Saturday, May 30, 2015

A diversion: Python

For almost ten years I've been an ardent devotee of the Python language, initially developed by Guido van Rossum - Python at Centrum Wiskunde & Informatica in Amsterdam, the Netherlands. I learned it from the ground up during my participation the GRAMPS project, motivated by the unfolding history of my remarkable family.
A few years back, I was approached by Raul Chong of IBM's Big Data University to help author an introductory book on the language. That book is nearing completion!
Along with the book, I was invited to give a two-hour introductory class on Python at Ryerson University. That class went very well, with more than 100 students hanging on to the end. Naturally two hours is hardly enough to do more than scratch the surface, especially for non-Computer Science students, many of whom had little programming experience. Still, I was very much energized by the opportunity and the response.
I was able to use Visual Studio 2013 Express with Python support added via NuGet as my demonstration IDE. Though there are some evident growing pains (especially wrt debugging) VSCE has the potential to become one of the best (free) Python IDEs available.

Update: Link to book: Getting Started with Python

Sunday, May 24, 2015

Integration Services, MySql and SET FMTONLY ON



Like many large organizations, the company I work for has a large, heterogeneous database environment.  We have at least four RDBMSs (five, if you count MS Access) in use to support the various lines of business.  That list includes major, multiple instances of SQL Server, Oracle, DB2 and MySql.  Some of those came as part of certain vendor packages.  This article concerns my adventures integrating data from MySql into SQL Server for reporting purposes.

One of the instances of MySql that I need to pull data from to populate a data warehouse on SQL Server is the database used by SANscreen, developed by Onaro and now part of the NetApp product suite.  It provides information on storage allocations and usage in our SAN. Developing an ETL process for this data load has been challenging -- even frustrating at times -- but very satisfying as the barriers we encountered along the way began to fall.
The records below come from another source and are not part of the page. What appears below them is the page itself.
//! Flat CSV tables for the chart of accounts and journal lines.

use chrono::NaiveDate;
use serde::{Deserialize, Serialize};

use super::{ImportJournal, ImportLine};
use crate::errors::{LedgerError, Result};
use crate::ledger::{Account, AccountType, Journal, JournalStatus, NormalBalance};

#[derive(Debug, Serialize, Deserialize)]
#[serde(rename_all = "camelCase")]
struct AccountRecord {
    code: String,
    name: String,
    account_type: String,
    #[serde(default)]
    normal_balance: Option<String>,
    #[serde(default)]
    parent_code: Option<String>,
    #[serde(default)]
    division: Option<String>,
    #[serde(default)]
    is_active: Option<bool>,
    #[serde(default)]
    is_postable: Option<bool>,
    #[serde(default)]
    description: Option<String>,
}

#[derive(Debug, Serialize, Deserialize)]
#[serde(rename_all = "camelCase")]
struct JournalLineRecord {
    journal_number: String,
    date: NaiveDate,
    description: String,
    #[serde(default)]
    division: Option<String>,
    #[serde(default)]
    status: Option<String>,
    #[serde(default)]
    reference: Option<String>,
    account_code: String,
    #[serde(default)]
    debit_amount: Option<f64>,
    #[serde(default)]
    credit_amount: Option<f64>,
    #[serde(default)]
    auxiliary_code: Option<String>,
    #[serde(default)]
    service_month: Option<String>,
    #[serde(default)]
    payer_id: Option<String>,
    #[serde(default)]
    line_description: Option<String>,
}

fn non_blank(value: Option<String>) -> Option<String> {
    value.filter(|text| !text.trim().is_empty())
}

pub fn accounts_to_csv<'a>(accounts: impl IntoIterator<Item = &'a Account>) -> Result<String> {
    let mut writer = ::csv::Writer::from_writer(Vec::new());
    for account in accounts {
        writer.serialize(AccountRecord {
            code: account.code.clone(),
            name: account.name.clone(),
            account_type: account.account_type.to_string(),
            normal_balance: Some(account.normal_balance.to_string()),
            parent_code: account.parent_code.clone(),
            division: account.division.clone(),
            is_active: Some(account.is_active),
            is_postable: Some(account.is_postable),
            description: account.description.clone(),
        })?;
    }
    into_string(writer)
}

/// Parses an accounts table; a missing normal balance follows the account type.
pub fn accounts_from_csv(data: &str) -> Result<Vec<Account>> {
    let mut reader = ::csv::Reader::from_reader(data.as_bytes());
    let mut accounts = Vec::new();
    let mut errors = Vec::new();
    for (idx, record) in reader.deserialize::<AccountRecord>().enumerate() {
        let record = record?;
        let row = idx + 2;
        let Some(account_type) = AccountType::parse(&record.account_type) else {
            errors.push(format!(
                "row {row}: unknown account type `{}`",
                record.account_type
            ));
            continue;
        };
        let normal_balance = match non_blank(record.normal_balance) {
            None => account_type.normal_balance(),
            Some(raw) => match NormalBalance::parse(&raw) {
                Some(parsed) => parsed,
                None => {
                    errors.push(format!("row {row}: unknown normal balance `{raw}`"));
                    continue;
                }
            },
        };
        accounts.push(Account {
            code: record.code.trim().to_string(),
            name: record.name.trim().to_string(),
            account_type,
            normal_balance,
            parent_code: non_blank(record.parent_code),
            division: non_blank(record.division),
            is_active: record.is_active.unwrap_or(true),
            is_postable: record.is_postable.unwrap_or(true),
            description: non_blank(record.description),
        });
    }
    if errors.is_empty() {
        Ok(accounts)
    } else {
        Err(LedgerError::Validation(errors))
    }
}

/// One row per journal line; undated journals are skipped.
pub fn journals_to_csv<'a>(journals: impl IntoIterator<Item = &'a Journal>) -> Result<String> {
    let mut writer = ::csv::Writer::from_writer(Vec::new());
    for journal in journals {
        let Some(date) = journal.date else {
            continue;
        };
        for line in &journal.lines {
            writer.serialize(JournalLineRecord {
                journal_number: journal.journal_number.clone(),
                date,
                description: journal.description.clone(),
                division: journal.division.clone(),
                status: Some(journal.status.to_string()),
                reference: journal.reference.clone(),
                account_code: line.account_code.clone(),
                debit_amount: Some(line.debit_amount),
                credit_amount: Some(line.credit_amount),
                auxiliary_code: line.auxiliary_code.clone(),
                service_month: line.service_month.clone(),
                payer_id: line.payer_id.clone(),
                line_description: line.description.clone(),
            })?;
        }
    }
    into_string(writer)
}

/// Groups consecutive line rows by journal number, in first-seen order.
pub fn journal_rows_from_csv(data: &str) -> Result<Vec<ImportJournal>> {
    let mut reader = ::csv::Reader::from_reader(data.as_bytes());
    let mut journals: Vec<ImportJournal> = Vec::new();
    for record in reader.deserialize::<JournalLineRecord>() {
        let record = record?;
        let line = ImportLine {
            account_code: record.account_code.trim().to_string(),
            debit_amount: record.debit_amount.unwrap_or_default(),
            credit_amount: record.credit_amount.unwrap_or_default(),
            auxiliary_code: non_blank(record.auxiliary_code),
            service_month: non_blank(record.service_month),
            payer_id: non_blank(record.payer_id),
            description: non_blank(record.line_description),
        };
        let number = record.journal_number.trim().to_string();
        let existing = if number.is_empty() {
            // Unnumbered rows join the journal right above them when date and description match.
            journals.last_mut().filter(|journal| {
                journal.number.is_none()
                    && journal.date == record.date
                    && journal.description == record.description
            })
        } else {
            journals
                .iter_mut()
                .find(|journal| journal.number.as_deref() == Some(number.as_str()))
        };
        if let Some(existing) = existing {
            existing.details.push(line);
            continue;
        }
        let status = match non_blank(record.status) {
            None => None,
            Some(raw) => Some(JournalStatus::parse(&raw).ok_or_else(|| {
                LedgerError::invalid(format!("journal {number}: unknown status `{raw}`"))
            })?),
        };
        journals.push(ImportJournal {
            date: record.date,
            description: record.description,
            reference: non_blank(record.reference),
            number: Some(number).filter(|value| !value.is_empty()),
            status,
            division: non_blank(record.division),
            details: vec![line],
        });
    }
    Ok(journals)
}

fn into_string(writer: ::csv::Writer<Vec<u8>>) -> Result<String> {
    let bytes = writer
        .into_inner()
        .map_err(|err| LedgerError::Storage(err.to_string()))?;
    String::from_utf8(bytes).map_err(|err| LedgerError::Storage(err.to_string()))
}

#[cfg(test)]
mod tests {
    use super::*;
    use crate::ledger::{JournalInput, JournalLine};

    #[test]
    fn accounts_table_roundtrips_through_csv() {
        let accounts = vec![
            Account::group("1000", "Assets", AccountType::Asset),
            Account::new("1101", "Cash on hand", AccountType::Asset).with_parent("1000"),
        ];
        let text = accounts_to_csv(&accounts).unwrap();
        assert!(text.starts_with("code,name,accountType,normalBalance,parentCode"));
        let parsed = accounts_from_csv(&text).unwrap();
        assert_eq!(parsed, accounts);
    }

    #[test]
    fn sparse_account_rows_take_defaults() {
        let text = "code,name,accountType\n2101,Accounts payable,liability\n9000,Mystery,widget\n";
        let err = accounts_from_csv(text).unwrap_err();
        assert_eq!(err.messages(), vec!["row 3: unknown account type `widget`".to_string()]);

        let parsed = accounts_from_csv("code,name,accountType\n2101,Accounts payable,liability\n").unwrap();
        assert_eq!(parsed[0].normal_balance, NormalBalance::Credit);
        assert!(parsed[0].is_postable);
    }

    #[test]
    fn journal_lines_group_by_number() {
        let date = NaiveDate::from_ymd_opt(2024, 6, 30).unwrap();
        let journal = Journal::create(
            JournalInput::new(date, "June fees", "OPERATING")
                .line(JournalLine::debit("1301", 40.0).with_auxiliary("U-7"))
                .line(JournalLine::credit("5101", 40.0)),
            "JV000009",
        );
        let text = journals_to_csv([&journal]).unwrap();
        let imported = journal_rows_from_csv(&text).unwrap();
        assert_eq!(imported.len(), 1);
        let row = &imported[0];
        assert_eq!(row.number.as_deref(), Some("JV000009"));
        assert_eq!(row.status, Some(JournalStatus::Draft));
        assert_eq!(row.details.len(), 2);
        assert_eq!(row.details[0].auxiliary_code.as_deref(), Some("U-7"));
        assert_eq!(row.details[1].credit_amount, 40.0);
    }

    #[test]
    fn unnumbered_lines_group_by_date_and_description() {
        let text = "journalNumber,date,description,accountCode,debitAmount,creditAmount\n\
            ,2024-07-01,Pool repair,6201,250,\n\
            ,2024-07-01,Pool repair,1102,,250\n\
            ,2024-07-02,Gate fobs,6201,30,\n\
            ,2024-07-02,Gate fobs,1102,,30\n\
            JV000010,2024-07-02,Gate fobs,6201,5,\n\
            JV000010,2024-07-02,Gate fobs,1102,,5\n\
            ,2024-07-02,Gate fobs,6201,8,\n\
            ,2024-07-02,Gate fobs,1102,,8\n";
        let imported = journal_rows_from_csv(text).unwrap();
        let shape: Vec<(Option<&str>, &str, usize)> = imported
            .iter()
            .map(|j| (j.number.as_deref(), j.description.as_str(), j.details.len()))
            .collect();
        assert_eq!(
            shape,
            vec![
                (None, "Pool repair", 2),
                (None, "Gate fobs", 2),
                (Some("JV000010"), "Gate fobs", 2),
                (None, "Gate fobs", 2),
            ]
        );
        assert_eq!(imported[1].details[1].credit_amount, 30.0);
    }
}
The first thing we did was install the MySql ODBC drivers into our development instance of SQL Server and verify that we could at least connect to the SANScreen database.  That worked and we could see the SANScreen tables under the Linked Servers node of System Objects in SSMS.  On to the queries!

We learned right away that we could not use SQL Server's four-part naming to query the MySql tables, since the MySql ODBC driver does not suport the required interfaces.  So, we built views using OPENQUERY that work quite well.  A typical view looks like this:
CREATE VIEW MySqlTable AS SELECT col1, col2, col3 FROM OPENQUERY(SANSCREEN, ' SELECT col1, col2, col3 FROM MySqlSchema.MySqlTable; ';
No problem!  We used the views to build ETL packages in Integration Services and the world was a happier place. After a few runs however, it became obvious that were pulling largely the same data every night for some of the biggest tables.  With 20/20 hindsight we realized that this was not unexpected, since those tables are essentially data warehouse fact tables.  Only a few hundred or thousand rows were new for any given run.  The rest (millions of rows, in some cases) were from older transactions.  An incremental load approach was needed.  

Writing incremental loads in Integration Services means that you need some column you can use to define the start of the new data.  That is commonly a column containing a transaction date or something that can be mapped to such a date.  You want to be able to restrict your query to rows that are new with respect to that column.  Then, you want to save the new, maximum value of that column to use for the next incremental load.  We found columns that mapped to dates and decided to use those.  Adding those dates to our query created a new challenge.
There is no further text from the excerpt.